Task requirements
Pick out the lines below that contain the string "from" and copy them all.

Input
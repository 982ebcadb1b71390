// SPDX-FileCopyrightText: 2025 Jason Pena <jasonpena@awkless.com>
// SPDX-License-Identifier: MIT

//! Rollback of the most recent backup set.
//!
//! Rollback is a best-effort "go back one step". It removes the managed links
//! of the link plan, and copies the snapshots of the most recent backup set
//! back into place.
//!
//! # Asymmetry
//!
//! Rollback never backs up what it overwrites, and never consumes the backup
//! set it restores from. Rolling back twice restores the same set twice. If
//! several runs happened since that set was made, the restored content may be
//! older than expected. This is not an undo stack.

use crate::{
    config::Config,
    fs::{self as dfs, FsError},
    ledger::{BackupEntry, BackupLedger, LedgerError, SetId},
    plan::LinkPlan,
};

use inquire::Confirm as ConfirmPrompt;
use std::{io::IsTerminal, path::PathBuf};
use tracing::{info, instrument, warn};

/// Source of explicit user confirmation.
pub trait Confirm {
    /// Ask user to confirm `message`.
    fn confirm(&self, message: &str) -> Result<bool>;
}

/// Confirmation through interactive terminal prompt.
#[derive(Debug, Default, Clone, Copy)]
pub struct InteractiveConfirm {
    assume_yes: bool,
}

impl InteractiveConfirm {
    /// Construct new interactive confirmation.
    ///
    /// With `assume_yes` set, every question is answered with yes without
    /// prompting.
    pub fn new(assume_yes: bool) -> Self {
        Self { assume_yes }
    }
}

impl Confirm for InteractiveConfirm {
    fn confirm(&self, message: &str) -> Result<bool> {
        if self.assume_yes {
            return Ok(true);
        }

        if !std::io::stdin().is_terminal() {
            return Err(RollbackError::NotInteractive);
        }

        ConfirmPrompt::new(message)
            .with_default(false)
            .prompt()
            .map_err(RollbackError::Prompt)
    }
}

/// Outcome of a rollback.
#[derive(Debug, Clone, PartialEq, Eq)]
pub enum RollbackReport {
    /// User declined, nothing was changed.
    Cancelled(SetId),

    /// Backup set was restored, or would be restored in a dry run.
    Restored {
        /// Backup set restored from.
        set: SetId,

        /// Managed links removed.
        unlinked: Vec<PathBuf>,

        /// Snapshots copied back.
        restored: Vec<BackupEntry>,
    },
}

/// Restores most recent backup set.
#[derive(Debug)]
pub struct RollbackEngine<'cfg> {
    config: &'cfg Config,
    ledger: BackupLedger,
}

impl<'cfg> RollbackEngine<'cfg> {
    /// Construct new rollback engine for run configuration.
    pub fn new(config: &'cfg Config) -> Self {
        Self {
            config,
            ledger: BackupLedger::new(&config.backup_root),
        }
    }

    /// Roll back to most recent backup set.
    ///
    /// Confirmation is only asked for real runs, a dry run just reports what
    /// would be restored.
    ///
    /// # Errors
    ///
    /// - Return [`RollbackError::Ledger`] with [`LedgerError::NoBackupFound`]
    ///   before anything is changed if ledger is empty.
    /// - Return [`RollbackError::NotInteractive`] or [`RollbackError::Prompt`]
    ///   if confirmation cannot be obtained.
    /// - Return [`RollbackError::Fs`] if a link cannot be removed or a
    ///   snapshot cannot be restored.
    #[instrument(skip(self, plan, confirm), level = "debug")]
    pub fn rollback(&self, plan: &LinkPlan, confirm: &impl Confirm) -> Result<RollbackReport> {
        let set = self.ledger.most_recent()?;
        let entries = set.entries(plan)?;
        info!(
            "rolling back to backup set {} at {:?}",
            set.id(),
            set.path().display()
        );

        if entries.is_empty() {
            warn!("backup set {} holds nothing the link plan claims", set.id());
        }

        if self.config.dry_run {
            let mut unlinked = Vec::new();
            for spec in plan.iter().filter(|spec| dfs::is_symlink(&spec.target)) {
                info!("would remove managed link {:?}", spec.target.display());
                unlinked.push(spec.target.clone());
            }
            for entry in &entries {
                info!(
                    "would restore {:?} from {:?}",
                    entry.original_path.display(),
                    entry.stored_path.display()
                );
            }

            return Ok(RollbackReport::Restored {
                set: set.id(),
                unlinked,
                restored: entries,
            });
        }

        let question = format!("Restore backup set {} and remove managed links?", set.id());
        if !confirm.confirm(&question)? {
            info!("rollback cancelled");
            return Ok(RollbackReport::Cancelled(set.id()));
        }

        let mut unlinked = Vec::new();
        for spec in plan {
            if dfs::remove_managed(&spec.target)? {
                info!("removed managed link {:?}", spec.target.display());
                unlinked.push(spec.target.clone());
            }
        }

        for entry in &entries {
            dfs::restore(&entry.stored_path, &entry.original_path)?;
            info!(
                "restored {:?} from backup set {}",
                entry.original_path.display(),
                entry.timestamp
            );
        }

        Ok(RollbackReport::Restored {
            set: set.id(),
            unlinked,
            restored: entries,
        })
    }
}

/// Rollback error types.
#[derive(Debug, thiserror::Error)]
pub enum RollbackError {
    /// Confirmation needed, but standard input is not a terminal.
    #[error("rollback needs confirmation, but input is not interactive (pass --yes to skip)")]
    NotInteractive,

    /// Confirmation prompt fails.
    #[error(transparent)]
    Prompt(#[from] inquire::InquireError),

    /// Backup ledger operations fail.
    #[error(transparent)]
    Ledger(#[from] LedgerError),

    /// File system primitives fail.
    #[error(transparent)]
    Fs(#[from] FsError),
}

/// Friendly result alias :3
pub type Result<T, E = RollbackError> = std::result::Result<T, E>;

Result of the exercise
//! set it restores from. Rolling back twice restores the same set twice. If
        /// Backup set restored from.
                    "would restore {:?} from {:?}",
                "restored {:?} from backup set {}",
    Prompt(#[from] inquire::InquireError),
    Ledger(#[from] LedgerError),
    Fs(#[from] FsError),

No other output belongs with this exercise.